Work item:
Match the word "pipeline". Return each line of the data below where it appears.

Extracted data:

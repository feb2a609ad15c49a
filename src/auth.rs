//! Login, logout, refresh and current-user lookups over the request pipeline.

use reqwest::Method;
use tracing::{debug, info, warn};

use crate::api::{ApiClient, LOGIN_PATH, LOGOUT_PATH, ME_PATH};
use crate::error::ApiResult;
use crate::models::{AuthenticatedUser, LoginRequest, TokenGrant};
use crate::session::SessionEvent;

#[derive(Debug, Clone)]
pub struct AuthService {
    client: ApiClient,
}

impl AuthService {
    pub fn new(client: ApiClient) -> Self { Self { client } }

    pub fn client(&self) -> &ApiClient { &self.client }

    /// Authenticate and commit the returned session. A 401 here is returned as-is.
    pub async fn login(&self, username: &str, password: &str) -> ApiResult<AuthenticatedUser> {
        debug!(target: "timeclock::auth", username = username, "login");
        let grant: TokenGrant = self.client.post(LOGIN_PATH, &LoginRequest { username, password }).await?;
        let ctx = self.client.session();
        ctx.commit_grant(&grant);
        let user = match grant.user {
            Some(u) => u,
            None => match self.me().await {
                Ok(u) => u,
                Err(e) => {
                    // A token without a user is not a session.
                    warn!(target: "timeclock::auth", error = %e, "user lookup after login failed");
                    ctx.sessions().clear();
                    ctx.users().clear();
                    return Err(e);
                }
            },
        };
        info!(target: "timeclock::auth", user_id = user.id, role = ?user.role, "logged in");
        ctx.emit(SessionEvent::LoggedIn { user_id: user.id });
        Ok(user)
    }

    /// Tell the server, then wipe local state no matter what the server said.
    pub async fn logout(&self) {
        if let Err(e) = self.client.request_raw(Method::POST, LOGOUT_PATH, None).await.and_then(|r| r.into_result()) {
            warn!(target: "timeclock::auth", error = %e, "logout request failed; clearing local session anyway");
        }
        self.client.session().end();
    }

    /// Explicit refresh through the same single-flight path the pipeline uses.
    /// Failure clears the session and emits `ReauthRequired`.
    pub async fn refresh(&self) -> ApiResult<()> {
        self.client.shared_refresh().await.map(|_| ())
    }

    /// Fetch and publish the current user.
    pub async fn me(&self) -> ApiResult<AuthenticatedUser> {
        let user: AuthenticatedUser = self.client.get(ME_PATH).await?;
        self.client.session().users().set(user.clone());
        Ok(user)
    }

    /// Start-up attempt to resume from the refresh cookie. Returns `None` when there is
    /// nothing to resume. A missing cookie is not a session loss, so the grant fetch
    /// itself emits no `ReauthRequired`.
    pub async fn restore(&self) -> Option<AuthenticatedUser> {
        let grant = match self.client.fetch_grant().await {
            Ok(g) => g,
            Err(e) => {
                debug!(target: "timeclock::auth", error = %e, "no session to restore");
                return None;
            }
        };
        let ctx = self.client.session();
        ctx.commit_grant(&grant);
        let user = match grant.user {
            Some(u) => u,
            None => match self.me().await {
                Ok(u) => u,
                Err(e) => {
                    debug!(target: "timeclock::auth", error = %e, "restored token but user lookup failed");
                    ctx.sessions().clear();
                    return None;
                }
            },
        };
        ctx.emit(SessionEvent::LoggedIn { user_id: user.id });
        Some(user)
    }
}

Solution for this exercise:
//! Login, logout, refresh and current-user lookups over the request pipeline.
    /// Explicit refresh through the same single-flight path the pipeline uses.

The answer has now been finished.